_Exercise_
Each line of the listing below containing the word "Setter" should be returned.

_Provided records_
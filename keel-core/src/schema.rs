use crate::{AsValue, ErrorContext, Failure, Field, Result, Value};
use std::{borrow::Cow, collections::HashSet, fmt};

type Getter<R> = Box<dyn Fn(&R) -> Value + Send + Sync>;
type Setter<R> = Box<dyn Fn(&mut R, Value) -> Result<()> + Send + Sync>;
type Check = Box<dyn Fn(&Value) -> Result<()> + Send + Sync>;

/// Mapping of one record field to one column, through a typed accessor pair.
pub struct ColumnSchema<R> {
    /// Storage-side column name.
    pub name: Cow<'static, str>,
    /// Type prototype of the column.
    pub ty: Value,
    /// Whether this column identifies the row.
    pub primary_key: bool,
    get: Getter<R>,
    set: Setter<R>,
    check: Check,
}

impl<R> ColumnSchema<R> {
    /// Read the field out of `record`.
    pub fn read(&self, record: &R) -> Field {
        Field {
            name: self.name.clone(),
            ty: self.ty.clone(),
            value: (self.get)(record),
        }
    }

    /// Assign `value` to the field of `record`.
    pub fn write(&self, record: &mut R, value: Value) -> Result<()> {
        (self.set)(record, value)
            .with_context(|| format!("While writing the column `{}`", self.name))
    }

    /// Whether `value` can be written into this column.
    pub fn check(&self, value: &Value) -> Result<()> {
        (self.check)(value).with_context(|| format!("While writing the column `{}`", self.name))
    }

    /// An empty descriptor of this column.
    pub fn field(&self) -> Field {
        Field::empty(self.name.clone(), self.ty.clone())
    }
}

impl<R> fmt::Debug for ColumnSchema<R> {
    fn fmt(&self, f: &mut fmt::Formatter<'_>) -> fmt::Result {
        f.debug_struct("ColumnSchema")
            .field("name", &self.name)
            .field("ty", &self.ty)
            .field("primary_key", &self.primary_key)
            .field("get", &"..")
            .field("set", &"..")
            .field("check", &"..")
            .finish()
    }
}

/// Table name, descriptors and primary key position extracted from one record.
#[derive(Debug, Clone, PartialEq)]
pub struct RecordMetadata {
    pub table: Cow<'static, str>,
    pub fields: Vec<Field>,
    pub primary_key: usize,
}

impl RecordMetadata {
    pub fn primary_key(&self) -> &Field {
        &self.fields[self.primary_key]
    }
}

/// Explicit description of how a record type maps to a table.
///
/// Built once per record type (usually by `#[derive(Record)]`) and cached, the descriptor
/// order is the column declaration order.
///
/// ```rust
/// use keel_core::{Schema, Value};
///
/// #[derive(Default)]
/// struct Person {
///     id: i64,
///     name: String,
/// }
///
/// let schema = Schema::<Person>::builder("people")
///     .primary_key("id", |r: &Person| r.id, |r: &mut Person, v| r.id = v)
///     .column("name", |r: &Person| r.name.clone(), |r: &mut Person, v| r.name = v)
///     .build()
///     .unwrap();
/// let metadata = schema.metadata(&Person { id: 0, name: "John".into() });
/// assert_eq!(metadata.table, "people");
/// assert_eq!(metadata.primary_key().value, Value::Int64(Some(0)));
/// ```
pub struct Schema<R> {
    table: Cow<'static, str>,
    columns: Vec<ColumnSchema<R>>,
    primary_key: usize,
}

impl<R: 'static> Schema<R> {
    pub fn builder(table: impl Into<Cow<'static, str>>) -> SchemaBuilder<R> {
        SchemaBuilder {
            table: table.into(),
            columns: Vec::new(),
        }
    }
}

impl<R> Schema<R> {
    pub fn table(&self) -> &str {
        &self.table
    }

    pub fn columns(&self) -> &[ColumnSchema<R>] {
        &self.columns
    }

    pub fn primary_key_column(&self) -> &ColumnSchema<R> {
        &self.columns[self.primary_key]
    }

    pub fn column(&self, name: &str) -> Option<&ColumnSchema<R>> {
        self.columns.iter().find(|c| c.name == name)
    }

    /// Empty descriptors, used when the record only serves as a type template.
    pub fn fields(&self) -> Vec<Field> {
        self.columns.iter().map(ColumnSchema::field).collect()
    }

    /// Extract the metadata and current values of `record`.
    pub fn metadata(&self, record: &R) -> RecordMetadata {
        RecordMetadata {
            table: self.table.clone(),
            fields: self.columns.iter().map(|c| c.read(record)).collect(),
            primary_key: self.primary_key,
        }
    }

    /// Descriptor of the primary key holding `id`.
    pub fn key_field(&self, id: Value) -> Result<Field> {
        let column = self.primary_key_column();
        Field::new(column.name.clone(), column.ty.clone(), id)
            .with_context(|| format!("While looking up a row of `{}` by key", self.table))
    }

    /// Assign the descriptors to the fields of `record` with the same storage name.
    ///
    /// Descriptors that do not match any column are ignored. Every value is checked before the
    /// first assignment, on error `record` is left untouched.
    pub fn apply(&self, record: &mut R, fields: impl IntoIterator<Item = Field>) -> Result<()> {
        let assigned: Vec<_> = fields
            .into_iter()
            .filter_map(|f| self.column(&f.name).map(|c| (c, f.value)))
            .collect();
        for (column, value) in &assigned {
            column.check(value)?;
        }
        for (column, value) in assigned {
            column.write(record, value)?;
        }
        Ok(())
    }
}

impl<R> fmt::Debug for Schema<R> {
    fn fmt(&self, f: &mut fmt::Formatter<'_>) -> fmt::Result {
        f.debug_struct("Schema")
            .field("table", &self.table)
            .field("columns", &self.columns)
            .field("primary_key", &self.primary_key)
            .finish()
    }
}

pub struct SchemaBuilder<R> {
    table: Cow<'static, str>,
    columns: Vec<ColumnSchema<R>>,
}

impl<R: 'static> SchemaBuilder<R> {
    pub fn column<T: AsValue + 'static>(
        self,
        name: impl Into<Cow<'static, str>>,
        get: fn(&R) -> T,
        set: fn(&mut R, T),
    ) -> Self {
        self.push(name.into(), false, get, set)
    }

    pub fn primary_key<T: AsValue + 'static>(
        self,
        name: impl Into<Cow<'static, str>>,
        get: fn(&R) -> T,
        set: fn(&mut R, T),
    ) -> Self {
        self.push(name.into(), true, get, set)
    }

    fn push<T: AsValue + 'static>(
        mut self,
        name: Cow<'static, str>,
        primary_key: bool,
        get: fn(&R) -> T,
        set: fn(&mut R, T),
    ) -> Self {
        self.columns.push(ColumnSchema {
            name,
            ty: T::as_empty_value(),
            primary_key,
            get: Box::new(move |record| get(record).as_value()),
            set: Box::new(move |record, value| {
                set(record, T::try_from_value(value)?);
                Ok(())
            }),
            check: Box::new(|value: &Value| T::try_from_value(value.clone()).map(drop)),
        });
        self
    }

    /// Validate the description: a table name, unique non empty column names and exactly one
    /// primary key.
    pub fn build(self) -> std::result::Result<Schema<R>, Failure> {
        if self.table.trim().is_empty() {
            return Err(Failure::configuration("The table name is missing"));
        }
        let mut names = HashSet::new();
        for column in &self.columns {
            if column.name.trim().is_empty() {
                return Err(Failure::configuration(format!(
                    "Table `{}` has a column without a name",
                    self.table
                )));
            }
            if !names.insert(&column.name) {
                return Err(Failure::configuration(format!(
                    "Column `{}` appears more than once in table `{}`",
                    column.name, self.table
                )));
            }
        }
        let mut keys = self
            .columns
            .iter()
            .enumerate()
            .filter(|(_, c)| c.primary_key)
            .map(|(i, _)| i);
        let Some(primary_key) = keys.next() else {
            return Err(Failure::configuration(format!(
                "Table `{}` does not declare a primary key",
                self.table
            )));
        };
        if keys.next().is_some() {
            return Err(Failure::configuration(format!(
                "Table `{}` declares more than one primary key",
                self.table
            )));
        }
        Ok(Schema {
            table: self.table,
            columns: self.columns,
            primary_key,
        })
    }
}
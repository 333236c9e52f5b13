#![allow(dead_code)]

use keel::Record;

#[derive(Record)]
#[keel(table = "people")]
struct Person {
    #[keel(column = "id")]
    id: i64,
    #[keel(column = "name")]
    name: String,
}

fn main() {}
use crate::{Error, Failure, Result, Schema};

/// A type mapped to the rows of one table.
///
/// Usually derived:
/// ```ignore
/// #[derive(Record, Default)]
/// #[keel(table = "people")]
/// struct Person {
///     #[keel(column = "id", primary_key)]
///     id: i64,
///     #[keel(column = "name")]
///     name: String,
/// }
/// ```
pub trait Record: Sized + Send + Sync + 'static {
    /// The cached schema of this type, fails when the type is not correctly described.
    fn schema() -> Result<&'static Schema<Self>>;
}

/// Expose a lazily built schema, cloning the configuration failure on every access.
pub fn cached_schema<R>(
    schema: &'static std::result::Result<Schema<R>, Failure>,
) -> Result<&'static Schema<R>> {
    schema.as_ref().map_err(|e| {
        let error = Error::new(e.clone());
        log::error!("{:#}", error);
        error
    })
}
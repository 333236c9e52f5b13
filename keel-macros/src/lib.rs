mod decode_column;
mod decode_table;

use decode_column::{ColumnMetadata, decode_column};
use decode_table::decode_table;
use proc_macro::TokenStream;
use quote::quote;
use syn::{Error, ItemStruct, parse_macro_input};

/// Derive `keel::Record`: the schema is built once from the `#[keel(...)]` annotations.
///
/// ```ignore
/// #[derive(Record, Default)]
/// #[keel(table = "people")]
/// struct Person {
///     #[keel(column = "id", primary_key)]
///     id: i64,
///     #[keel(column = "name")]
///     name: String,
///     cache: Vec<u8>, // not mapped
/// }
/// ```
#[proc_macro_derive(Record, attributes(keel))]
pub fn derive_record(input: TokenStream) -> TokenStream {
    let item = parse_macro_input!(input as ItemStruct);
    derive(&item)
        .unwrap_or_else(Error::into_compile_error)
        .into()
}

fn derive(item: &ItemStruct) -> syn::Result<proc_macro2::TokenStream> {
    if !item.generics.params.is_empty() {
        return Err(Error::new_spanned(
            &item.generics,
            "Records cannot have generic parameters",
        ));
    }
    let name = &item.ident;
    let table = decode_table(item)?;
    let columns = item
        .fields
        .iter()
        .filter_map(|f| decode_column(f).transpose())
        .collect::<syn::Result<Vec<_>>>()?;
    match columns.iter().filter(|c| c.primary_key).count() {
        1 => {}
        0 => {
            return Err(Error::new_spanned(
                name,
                "Exactly one field must be marked with `#[keel(primary_key)]`, found none",
            ));
        }
        _ => {
            return Err(Error::new_spanned(
                name,
                "Exactly one field must be marked with `#[keel(primary_key)]`, found more",
            ));
        }
    }
    let columns = columns.iter().map(
        |ColumnMetadata {
             ident,
             ty,
             name: column,
             primary_key,
         }| {
            let method = if *primary_key {
                quote!(primary_key)
            } else {
                quote!(column)
            };
            quote! {
                .#method::<#ty>(
                    #column,
                    |record: &#name| ::std::clone::Clone::clone(&record.#ident),
                    |record: &mut #name, value: #ty| record.#ident = value,
                )
            }
        },
    );
    Ok(quote! {
        impl ::keel::Record for #name {
            fn schema() -> ::keel::Result<&'static ::keel::Schema<Self>> {
                static SCHEMA: ::std::sync::LazyLock<
                    ::std::result::Result<::keel::Schema<#name>, ::keel::Failure>,
                > = ::std::sync::LazyLock::new(|| {
                    ::keel::Schema::<#name>::builder(#table)
                        #(#columns)*
                        .build()
                });
                ::keel::cached_schema(&*SCHEMA)
            }
        }
    })
}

_Output of the exercise_
type Setter<R> = Box<dyn Fn(&mut R, Value) -> Result<()> + Send + Sync>;
    set: Setter<R>,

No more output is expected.